The unanswered question is what “significant” really means
The word at the center of the program is doing substantial work.
What makes a contribution significant?
Is it textual overlap with the answer? Supplying a unique fact? Being one of several corroborating sources? Providing fresh information that changes the model’s response? Improving factual confidence? Being cited visibly to the user?
Google has not publicly answered those questions in enough detail to reproduce the calculation.
Until it does, publishers cannot optimize for the metric or independently verify that the compensation reflects the contribution they made.
A payment without attribution is progress—and still a black box
AI Contribution marks an important moment in the economics of generative search.

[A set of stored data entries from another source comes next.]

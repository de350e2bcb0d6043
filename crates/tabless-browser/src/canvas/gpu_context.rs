use tabless_engine::device::{choose_alpha_mode, AcquireError, GpuBackend};

use crate::dom::ElementId;
use crate::error::{HostError, Result};

/// `GPUCanvasConfiguration`.
#[derive(Debug, Clone, PartialEq)]
pub struct CanvasConfiguration {
    pub format: wgpu::TextureFormat,
    pub usage: wgpu::TextureUsages,
    pub alpha_mode: wgpu::CompositeAlphaMode,
    pub view_formats: Vec<wgpu::TextureFormat>,
}

impl CanvasConfiguration {
    /// Browser defaults for `format`: render-attachment usage, opaque alpha.
    pub fn new(format: wgpu::TextureFormat) -> Self {
        Self {
            format,
            usage: wgpu::TextureUsages::RENDER_ATTACHMENT,
            alpha_mode: wgpu::CompositeAlphaMode::Opaque,
            view_formats: Vec::new(),
        }
    }

    pub fn with_alpha_mode(mut self, alpha_mode: wgpu::CompositeAlphaMode) -> Self {
        self.alpha_mode = alpha_mode;
        self
    }

    pub fn with_usage(mut self, usage: wgpu::TextureUsages) -> Self {
        self.usage = usage;
        self
    }
}

/// The one `webgpu` canvas context, bound to the native surface.
///
/// The canvas size is tracked separately from the size the surface was last
/// configured with; the two are reconciled when the frame's texture is
/// requested or the window resizes.
pub struct GpuCanvasContext<B: GpuBackend> {
    canvas: ElementId,

    /// Last configuration passed to `configure`.
    config: Option<CanvasConfiguration>,

    /// Canvas element size in physical pixels.
    size: (u32, u32),

    /// What the backend currently runs with.
    applied: Option<wgpu::SurfaceConfiguration>,

    /// Texture handed out this tick; its presence means a present is pending.
    current: Option<B::Texture>,

    overlay: Option<(B::Texture, (u32, u32))>,
}

impl<B: GpuBackend> GpuCanvasContext<B> {
    pub(crate) fn new(canvas: ElementId, size: (u32, u32)) -> Self {
        Self {
            canvas,
            config: None,
            size,
            applied: None,
            current: None,
            overlay: None,
        }
    }

    pub fn canvas(&self) -> ElementId {
        self.canvas
    }

    pub fn size(&self) -> (u32, u32) {
        self.size
    }

    pub fn configuration(&self) -> Option<&CanvasConfiguration> {
        self.config.as_ref()
    }

    /// Configuration the native surface currently runs with.
    pub fn surface_configuration(&self) -> Option<&wgpu::SurfaceConfiguration> {
        self.applied.as_ref()
    }

    /// `context.configure(config)`.
    pub fn configure(&mut self, gpu: &mut B, config: CanvasConfiguration) {
        self.current = None;
        self.config = Some(config);
        self.apply(gpu);
    }

    /// `context.unconfigure()`.
    pub fn unconfigure(&mut self, gpu: &mut B) {
        self.current = None;
        self.config = None;
        self.applied = None;
        gpu.unconfigure();
    }

    /// Native window resize: reconfigure right away from the last
    /// configuration so the next frame draws at the new size.
    pub(crate) fn resize(&mut self, gpu: &mut B, width: u32, height: u32) {
        self.size = (width, height);
        self.current = None;
        if self.config.is_some() {
            self.apply(gpu);
        }
    }

    /// Canvas `width`/`height` assignment; picked up by the next
    /// [`get_current_texture`](Self::get_current_texture).
    pub(crate) fn set_canvas_size(&mut self, width: u32, height: u32) {
        self.size = (width, height);
    }

    /// `context.getCurrentTexture()`.
    ///
    /// Repeated calls within a tick return the same texture.
    pub fn get_current_texture(&mut self, gpu: &mut B) -> Result<B::Texture> {
        if self.config.is_none() {
            return Err(HostError::NotConfigured);
        }
        if let Some(texture) = &self.current {
            return Ok(texture.clone());
        }

        let stale = self
            .applied
            .as_ref()
            .is_none_or(|c| (c.width, c.height) != self.size);
        if stale {
            self.apply(gpu);
        }
        if self.applied.is_none() {
            return Err(AcquireError::Skipped(format!(
                "canvas is {}x{}",
                self.size.0, self.size.1
            ))
            .into());
        }

        let texture = gpu.acquire()?;
        self.current = Some(texture.clone());
        Ok(texture)
    }

    /// Clears the pending-present flag; returns whether it was set.
    pub(crate) fn take_present_pending(&mut self) -> bool {
        self.current.take().is_some()
    }

    /// Texture receiving the canvas' 2D pixels, created on first use and
    /// recreated when the canvas size changes.
    pub fn overlay_texture(&mut self, gpu: &B) -> &B::Texture {
        let size = self.size;
        if self.overlay.as_ref().is_some_and(|(_, s)| *s != size) {
            self.overlay = None;
        }
        let (texture, _) = self.overlay.get_or_insert_with(|| {
            let texture = gpu.create_texture(&wgpu::TextureDescriptor {
                label: Some("tabless canvas 2d overlay"),
                size: wgpu::Extent3d {
                    width: size.0.max(1),
                    height: size.1.max(1),
                    depth_or_array_layers: 1,
                },
                mip_level_count: 1,
                sample_count: 1,
                dimension: wgpu::TextureDimension::D2,
                format: wgpu::TextureFormat::Rgba8Unorm,
                usage: wgpu::TextureUsages::COPY_DST
                    | wgpu::TextureUsages::COPY_SRC
                    | wgpu::TextureUsages::TEXTURE_BINDING,
                view_formats: &[],
            });
            (texture, size)
        });
        texture
    }

    /// Configures the backend for the current size. Zero-sized surfaces are
    /// left unconfigured.
    fn apply(&mut self, gpu: &mut B) {
        let Some(config) = &self.config else {
            return;
        };
        let (width, height) = self.size;
        if width == 0 || height == 0 {
            log::debug!("deferring surface configuration for {width}x{height} canvas");
            self.applied = None;
            return;
        }

        let alpha_mode = choose_alpha_mode(gpu.alpha_modes(), Some(config.alpha_mode));
        if alpha_mode != config.alpha_mode {
            log::debug!("alpha mode {:?} unsupported, using {alpha_mode:?}", config.alpha_mode);
        }

        let surface = wgpu::SurfaceConfiguration {
            usage: config.usage,
            format: config.format,
            width,
            height,
            present_mode: gpu.present_mode(),
            desired_maximum_frame_latency: gpu.frame_latency(),
            alpha_mode,
            view_formats: config.view_formats.clone(),
        };
        gpu.configure(&surface);
        self.applied = Some(surface);
    }
}

impl<B: GpuBackend> std::fmt::Debug for GpuCanvasContext<B> {
    fn fmt(&self, f: &mut std::fmt::Formatter<'_>) -> std::fmt::Result {
        f.debug_struct("GpuCanvasContext")
            .field("canvas", &self.canvas)
            .field("config", &self.config)
            .field("size", &self.size)
            .field("applied", &self.applied)
            .field("texture_acquired", &self.current.is_some())
            .finish()
    }
}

Google has confirmed an early pilot that pays selected websites when their content meaningfully contributes to grounded AI responses. Digiday reports that at least dozens of publishers have been approached, including organizations beyond the news industry, and that participants see monthly earnings inside Search Console.
But the dashboard stops where the most useful information would begin. Publishers cannot see which content earned the money, how often it was used, what an individual contribution was worth or how Google calculates significance.
Some participants see the program as a valuable first step toward a market for AI inference data. Others say the amounts are too low relative to the advertising economics they fear AI search is eroding.
The experiment therefore establishes the principle of payment without yet establishing transparent pricing. For publishers, that may be the next battle: not simply convincing AI platforms that content has value, but gaining enough data to understand who measured that value, how they measured it and whether the resulting payment is fair.